Finally, it's often claimed Constantine waged a war against pagans. I have no idea where people come up with this, as there is nothing in the historical record demonstrating Constantine did such. In fact, the record reveals the opposite: while it was eminently clear which side of the pagan/Christian divide he himself sided with, Constantine was the very definition of a religiously tolerant ruler. Not only did he condemn and punish Christian persecution of pagans when it (rarely) occurred, many in his government, even those closest to him, were openly pagan.[22] Hardly the actions of a ruler waging war on paganism.[23]

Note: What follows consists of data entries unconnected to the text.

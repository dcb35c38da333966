// Text formatting for delay summaries and the rolling history.

use chrono::NaiveDate;

use crate::history::{max_total_delay, record_for, sort_by_date};
use crate::models::{DailyDelayRecord, DelayStats};
use crate::poller::DashboardSnapshot;

/// "25 minutes", or "1h 5m" from an hour upwards.
pub fn format_minutes_long(minutes: u32) -> String {
    if minutes < 60 {
        format!("{} minutes", minutes)
    } else {
        format!("{}h {}m", minutes / 60, minutes % 60)
    }
}

/// "25m", or "1h 5m" from an hour upwards.
pub fn format_minutes_short(minutes: u32) -> String {
    if minutes < 60 {
        format!("{}m", minutes)
    } else {
        format!("{}h {}m", minutes / 60, minutes % 60)
    }
}

/// "Sat, 9 Mar" for a `YYYY-MM-DD` date; unparseable dates pass through.
pub fn format_day(date: &str) -> String {
    match NaiveDate::parse_from_str(date, "%Y-%m-%d") {
        Ok(day) => day.format("%a, %-d %b").to_string(),
        Err(_) => date.to_string(),
    }
}

/// One row of the history chart.
#[derive(Debug, Clone, PartialEq)]
pub struct HistoryBar {
    pub date: String,
    pub label: String,
    /// Share of the worst day, clamped to 0..=100.
    pub percentage: f64,
    /// Bar opacity, 0.7 for an empty day up to 1.0 for the worst day.
    pub opacity: f64,
}

pub fn history_bars(records: &[DailyDelayRecord]) -> Vec<HistoryBar> {
    let max = f64::from(max_total_delay(records));

    sort_by_date(records)
        .into_iter()
        .map(|record| {
            let percentage =
                (f64::from(record.total_delay_minutes) / max * 100.0).clamp(0.0, 100.0);
            HistoryBar {
                label: format_day(&record.date),
                date: record.date,
                percentage,
                opacity: (0.7 + percentage / 100.0 * 0.3).clamp(0.0, 1.0),
            }
        })
        .collect()
}

/// "Saturday, 9 March 2024" for a `YYYY-MM-DD` date.
pub fn format_day_long(date: &str) -> String {
    match NaiveDate::parse_from_str(date, "%Y-%m-%d") {
        Ok(day) => day.format("%A, %-d %B %Y").to_string(),
        Err(_) => date.to_string(),
    }
}

/// Detail block for one day of history, or `None` when nothing was
/// recorded on `date`.
pub fn day_detail(records: &[DailyDelayRecord], date: &str) -> Option<String> {
    let record = record_for(records, date)?;

    let mut out = format!(
        "{}\n  Total delays: {}\n  Affected lines: {} lines\n",
        format_day_long(&record.date),
        format_minutes_long(record.total_delay_minutes),
        record.affected_lines
    );
    if let Some(worst) = &record.worst_line {
        out.push_str(&format!(
            "  Most delayed line: {} ({} delay)\n",
            worst.name,
            format_minutes_long(worst.delay_minutes)
        ));
    }
    Some(out)
}

pub fn summary_line(stats: &DelayStats) -> String {
    let mut line = format!(
        "Total delay: {} across {} lines",
        format_minutes_long(stats.total_delay_minutes),
        stats.affected_lines
    );
    if let Some(worst) = &stats.worst_line {
        line.push_str(&format!(
            ", most affected: {} ({})",
            worst.name,
            format_minutes_short(worst.delay_minutes)
        ));
    }
    line
}

/// Plain-text rendering of a whole snapshot, used by the binary.
pub fn render_snapshot(snapshot: &DashboardSnapshot) -> String {
    if snapshot.loading {
        return "Loading line status...".to_string();
    }
    if let Some(error) = &snapshot.error {
        return format!("Error: {}", error);
    }

    let mut out = String::new();
    if let Some(stats) = &snapshot.delay_stats {
        out.push_str(&summary_line(stats));
        out.push('\n');
    }

    if !snapshot.history.is_empty() {
        out.push_str("Delay history:\n");
        for bar in history_bars(&snapshot.history) {
            let record = record_for(&snapshot.history, &bar.date);
            let total = record.map(|r| r.total_delay_minutes).unwrap_or(0);
            let affected = record.map(|r| r.affected_lines).unwrap_or(0);
            let width = (bar.percentage / 5.0).round() as usize;
            out.push_str(&format!(
                "  {:<12} {:<20} {:>8}  {} lines affected\n",
                bar.label,
                "#".repeat(width),
                format_minutes_short(total),
                affected
            ));
        }
    }

    for line in &snapshot.lines {
        out.push_str(&format!("  [{}] {}: {}", line.service_level(), line.name, line.status));
        if !line.reason.is_empty() {
            out.push_str(&format!(" ({})", line.reason.trim()));
        }
        out.push('\n');
    }

    out
}
//! Code Generator: a single-threaded AST visitor over `pudlc_ast` that calls
//! into `inkwell` to produce SSA values, basic blocks, and function
//! definitions.
//!
//! Shaped like `faxc_gen::llvm::LlvmBackend` — same
//! `context`/`module`/`builder` struct shape and the same
//! `.map_err(|e| CodeGenError::LlvmOperationFailed(format!("...: {}", e)))?`
//! idiom at every fallible `inkwell` call — generalized from a LIR-consuming
//! backend to an AST-consuming one, since this language lowers its typed AST
//! directly to LLVM IR with no separate MIR/LIR stage.

use inkwell::basic_block::BasicBlock;
use inkwell::builder::Builder;
use inkwell::context::Context;
use inkwell::module::{Linkage, Module};
use inkwell::types::BasicTypeEnum;
use inkwell::values::{BasicValue, BasicValueEnum, FloatValue, FunctionValue, IntValue, PointerValue};
use inkwell::{AddressSpace, FloatPredicate, IntPredicate};
use rustc_hash::FxHashMap;

use pudlc_ast::{BinOp, Expr, ExprKind, FunctionDef, Item, Stmt, StmtKind, Type, UnOp};
use pudlc_util::Symbol;

use crate::error::{CodeGenError, Result};
use crate::pass::{build_function_pass_manager, OptLevel};

/// One value the typed dialect's variable table can hold: a direct SSA
/// value (a parameter, kept in `args`) or a stack slot (an `alloca`'d
/// declaration, kept in `locals`).
enum Binding<'ctx> {
    Arg(BasicValueEnum<'ctx>),
    Slot(PointerValue<'ctx>, Type),
}

#[derive(Clone, Copy)]
struct FunctionSignature<'ctx> {
    return_type: Type,
    param_types: &'ctx [Type],
}

pub struct Codegen<'ctx> {
    context: &'ctx Context,
    module: Module<'ctx>,
    builder: Builder<'ctx>,
    fpm: inkwell::passes::PassManager<FunctionValue<'ctx>>,
    opt_level: OptLevel,

    /// Module-global `funcs`: name → function handle.
    functions: FxHashMap<Symbol, FunctionValue<'ctx>>,
    /// Module-global `func_signatures`: name → declared param/return types,
    /// kept alongside `functions` rather than re-derived from the AST since
    /// the code generator doesn't retain AST references after a function is
    /// emitted.
    signatures: FxHashMap<Symbol, (Vec<Type>, Type)>,

    /// Per-function scope, rebuilt at each `FunctionDef` (typed dialect) or
    /// reused with shadowing (expression dialect's `for`/`var`).
    locals: FxHashMap<Symbol, Binding<'ctx>>,
    current_function: Option<FunctionValue<'ctx>>,

    format_i: Option<PointerValue<'ctx>>,
    format_f: Option<PointerValue<'ctx>>,
    printf_fn: Option<FunctionValue<'ctx>>,

    anon_counter: u32,
}
//! Command-line surface, parsed with `clap`'s derive API rather than
//! hand-rolled `std::env::args` (matching the example pack's
//! compiler-shaped CLIs).

use std::path::PathBuf;

use clap::Parser;

/// Pudl compiler and REPL.
///
/// Given a source file, compiles the typed dialect in batch mode. Given no
/// file, reads the Kaleidoscope-style expression dialect from stdin as an
/// interactive top-level loop.
#[derive(Parser, Debug)]
#[command(name = "pudlc")]
#[command(version = env!("CARGO_PKG_VERSION"))]
#[command(about = "Pudl compiler and REPL", long_about = None)]
pub struct Cli {
    /// Source file (typed dialect). Omit to start the expression-dialect
    /// REPL on stdin.
    pub file: Option<PathBuf>,

    /// Print textual IR to stderr, or to PATH if given.
    #[arg(short = 'p', long = "print-ir", num_args = 0..=1, value_name = "PATH")]
    pub print_ir: Option<Option<PathBuf>>,

    /// Emit an object file. Defaults to the input basename with `.o`.
    #[arg(short = 'c', long = "compile", num_args = 0..=1, value_name = "PATH")]
    pub compile: Option<Option<PathBuf>>,

    /// Link to an executable. Defaults to the input basename.
    #[arg(short = 'o', long = "output", num_args = 0..=1, value_name = "PATH")]
    pub output: Option<Option<PathBuf>>,

    /// Linker command.
    #[arg(short = 'l', long = "linker", env = "PUDLC_LINKER")]
    pub linker: Option<String>,

    /// Verbose progress (debug-level tracing to stderr).
    #[arg(short = 'd', long = "debug")]
    pub debug: bool,

    /// Optimization level: 0-6, None, or all.
    #[arg(short = 'O', long = "opt-level", env = "PUDLC_OPT_LEVEL")]
    pub opt_level: Option<String>,
}

impl Cli {
    /// `-c` and `-o` are mutually exclusive; `clap`'s `ArgGroup` can't
    /// express "both optionally take a value and are mutually exclusive"
    /// cleanly with `num_args = 0..=1`, so this is checked by hand after
    /// parsing.
    pub fn compile_and_output_conflict(&self) -> bool {
        self.compile.is_some() && self.output.is_some()
    }
}

#[cfg(test)]
mod tests {
    use super::*;

    #[test]
    fn parses_bare_file() {
        let cli = Cli::parse_from(["pudlc", "main.pudl"]);
        assert_eq!(cli.file, Some(PathBuf::from("main.pudl")));
        assert!(cli.compile.is_none());
    }

    #[test]
    fn parses_print_ir_without_path() {
        let cli = Cli::parse_from(["pudlc", "main.pudl", "-p"]);
        assert_eq!(cli.print_ir, Some(None));
    }

    #[test]
    fn parses_print_ir_with_path() {
        let cli = Cli::parse_from(["pudlc", "main.pudl", "--print-ir", "out.ll"]);
        assert_eq!(cli.print_ir, Some(Some(PathBuf::from("out.ll"))));
    }

    #[test]
    fn detects_compile_and_output_conflict() {
        let cli = Cli::parse_from(["pudlc", "main.pudl", "-c", "-o"]);
        assert!(cli.compile_and_output_conflict());
    }

    #[test]
    fn no_file_means_repl_mode() {
        let cli = Cli::parse_from(["pudlc"]);
        assert!(cli.file.is_none());
    }

    #[test]
    fn parses_opt_level() {
        let cli = Cli::parse_from(["pudlc", "main.pudl", "-O2"]);
        assert_eq!(cli.opt_level, Some("2".to_string()));
    }
}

What can we take away with, then, of the (in)famous Constantine? Popular understanding of him is highly inaccurate. Constantine was without doubt a man of his time and thus no saint, by any stretch of the imagination, but he was a deeply religious individual who made a sincere conversion to Christianity, decriminalized it, thus allowing for the subsequent flourishing of the faith, free from constraints for the first time in history. As Pope Pius X correctly commented, Constantine's rule saw that “the liberty bought at the price of the blood of the Divine Redeemer and His Martyrs” was not in vain. ----------------------------------------------------------------------------------------------------------------------------------------------------- [1] Eusebius, Life of Constantine: [2] This scenario does seem entirely plausible and would readily explain historical facts, including Constantius' sympathetic attitude toward Christians and Helena's prolific activity, both before and after her son's conversion, which led to her recognition by the Catholic Church as a saint. [3] Ibid. [4] Ibid. [5] For example, this explains why Stalin purged the army before any other institution, including the Party itself, as well as why seemingly all domestic assassination plots against Hitler had their origins in the German army. [6] Peter Leithart, Defending Constantine: The Twilight of an Empire and the Dawn of Christendom, pp. 72-74

[7] As found in Leithart, p. 78. [8] Ibid., pp. 77-78. [9] Rodney Stark, Cities of God: The Real Story of How Christianity Became an Urban Movement and Conquered Rome, p. 67. [10] Some see evidence of a political motive for Constantine's conversion nonetheless, as Christianity was primarily an urban religion and by 300 Christians were nearing the majority in the city of Rome. Additionally, Eusebius suggests that Christians were openly favoring Constantine over Maxentius on the eve of Milvian Bridge, further supporting a political motive. I think, perhaps, these individuals are under appreciating Constantine. While this does demonstrate political advantage in one city, as the data indicates, Christians were still far and away a minority in the Empire and no one living then could have realistically predicted they would become the majority. Hence, I'm not sure, given my own reading of the historical record, that Constantine would be so short-sided as to convert to a particular religion for the sake of one city, however important said city was. It's worth repeating: in the fourth century a soldier simply didn't switch from one god to another on the fly, especially before battle. [11] A few individuals, most notably Origen (died c. 254), were laying the foundation for the formal theology developed later.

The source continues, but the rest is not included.